Day 4 of the Storytime plans focus on early writing practice, emphasizing names and simple words.

The lessons usually have you write a sentence, have the students write some words within a sentence context provided, and have the students draw/paint/trace something to go along with it.

I would just have your ds write the first sentence you'd usually write, as well as do the rest of his part of the assignment. The latter assignments starting with Unit 12, Day 4 have more writing than the earlier ones.

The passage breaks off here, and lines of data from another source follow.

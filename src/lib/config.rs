//! Thresholds and settings that drive read classification and partition scanning.
//!
//! [`ReadFilterConfig`] holds every threshold the read classifier and the evidence
//! accumulators consult. [`ScanConfig`] wraps it together with the partitioning
//! and scheduling settings for a whole run.

use crate::errors::Result;
use crate::validation::{validate_min_max, validate_percentage, validate_positive};

/// Default partition (genome window) size in bases.
pub const DEFAULT_PARTITION_SIZE: u32 = 1_000_000;

/// Default upper bound on observed fragment length before the distribution pass runs.
pub const DEFAULT_MAX_FRAGMENT_LENGTH: u32 = 1_000;

/// Thresholds used to classify reads and accumulate junction evidence.
#[derive(Debug, Clone, PartialEq)]
pub struct ReadFilterConfig {
    /// Minimum number of aligned (M/=/X) bases.
    pub min_alignment_bases: u32,
    /// Minimum mapping quality.
    pub min_map_quality: u8,
    /// Minimum difference between the insert size and the aligned length.
    pub min_insert_alignment_overlap: u32,
    /// Minimum soft-clip length for a junction read.
    pub min_soft_clip_length: u32,
    /// Minimum percentage of soft-clipped bases at or above `high_base_quality`.
    pub min_soft_clip_high_qual_perc: u32,
    /// Base quality considered "high".
    pub high_base_quality: u8,
    /// Maximum distance between a supporting read and the junction it supports.
    pub min_supporting_read_distance: u32,
    /// Minimum indel length treated as junction evidence.
    pub min_indel_length: u32,
    /// Minimum fragments for a junction to be retained.
    pub min_junction_frags: u32,
    /// Minimum fragments for a junction at a known hotspot.
    pub hotspot_min_junction_frags: u32,
    /// Upper bound of observed fragment lengths; longer pairs are discordant.
    pub observed_fragment_length_max: u32,
}

impl Default for ReadFilterConfig {
    fn default() -> Self {
        Self {
            min_alignment_bases: 50,
            min_map_quality: 20,
            min_insert_alignment_overlap: 5,
            min_soft_clip_length: 30,
            min_soft_clip_high_qual_perc: 75,
            high_base_quality: 26,
            min_supporting_read_distance: 50,
            min_indel_length: 32,
            min_junction_frags: 2,
            hotspot_min_junction_frags: 1,
            observed_fragment_length_max: DEFAULT_MAX_FRAGMENT_LENGTH,
        }
    }
}

impl ReadFilterConfig {
    /// Sets the upper fragment length bound observed by the distribution pass.
    pub fn set_max_fragment_length(&mut self, max: u32) {
        self.observed_fragment_length_max = max;
    }

    /// Validates the thresholds.
    ///
    /// # Errors
    ///
    /// Returns an error if a percentage is out of range, a threshold is zero, or the
    /// hotspot fragment threshold exceeds the general one.
    pub fn validate(&self) -> Result<()> {
        validate_percentage(self.min_soft_clip_high_qual_perc, "min-soft-clip-high-qual-perc")?;
        validate_positive(self.min_junction_frags, "min-junction-frags")?;
        validate_positive(self.hotspot_min_junction_frags, "hotspot-min-junction-frags")?;
        validate_positive(self.observed_fragment_length_max, "max-frag-length")?;
        validate_min_max(
            self.hotspot_min_junction_frags,
            self.min_junction_frags,
            "hotspot-min-junction-frags",
            "min-junction-frags",
        )
    }
}

/// Settings for a complete partitioned scan.
#[derive(Debug, Clone)]
pub struct ScanConfig {
    /// Read classification thresholds.
    pub filters: ReadFilterConfig,
    /// Size of each genome partition in bases.
    pub partition_size: u32,
    /// Number of worker threads.
    pub threads: usize,
    /// Whether to sample fragment lengths before scanning.
    pub estimate_fragment_lengths: bool,
    /// Maximum number of fragments sampled for the length distribution.
    pub fragment_length_sample_size: usize,
}

impl Default for ScanConfig {
    fn default() -> Self {
        Self {
            filters: ReadFilterConfig::default(),
            partition_size: DEFAULT_PARTITION_SIZE,
            threads: 1,
            estimate_fragment_lengths: true,
            fragment_length_sample_size: 10_000,
        }
    }
}

impl ScanConfig {
    /// Validates the scan settings and the nested filter thresholds.
    ///
    /// # Errors
    ///
    /// Returns an error if the partition size or thread count is zero, or if the filter
    /// thresholds are invalid.
    pub fn validate(&self) -> Result<()> {
        validate_positive(self.partition_size, "partition-size")?;
        validate_positive(self.threads, "threads")?;
        self.filters.validate()
    }
}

I actually had to help collect and compile Kindergarten assessments when I taught ps. Many of the dc were just able to write their names. The very best samples included a sentence and a little picture of some sort. I think by doing a sample with 2 sentences that are related and having some accompanying artwork, that should be more than enough.
Your wise words here are so true...
My understanding of this is that we want them to do copywork and copy other "great" sentences so that they can learn proper grammar, punctuation, spelling, structure and such from great writers. So my 1st grader is actually using ARFH A this year and he is copying scripture. (Obviously great writing.) If they write their own sentences, the incorrect spelling might get stuck in their heads and such.
After 7 years in ps of correcting students' writing within standardized testing, I can tell you that the single worst thing dc can do for their spelling, grammar, and mechanics is be told to free write with invented spelling in the early years. It is far better to do copywork of correctly spelled and structured sentences, that are worthy words to write, than randomly free write. Dc who have a CM education from early on can see what "looks right", and they have very few poor habits to correct.

I remember correcting a standardized writing sample and wondering for a moment if "frend" was spelled right. I'd seen "friend" spelled like "frend" so many times, it really did appear correct to me.

Yikes! Writing words improperly spelled makes spelling them improperly a habit. Please be encouraged - your ds is going to have good writing habits in place - and very few poor habits to fix using CM's methods. HTH!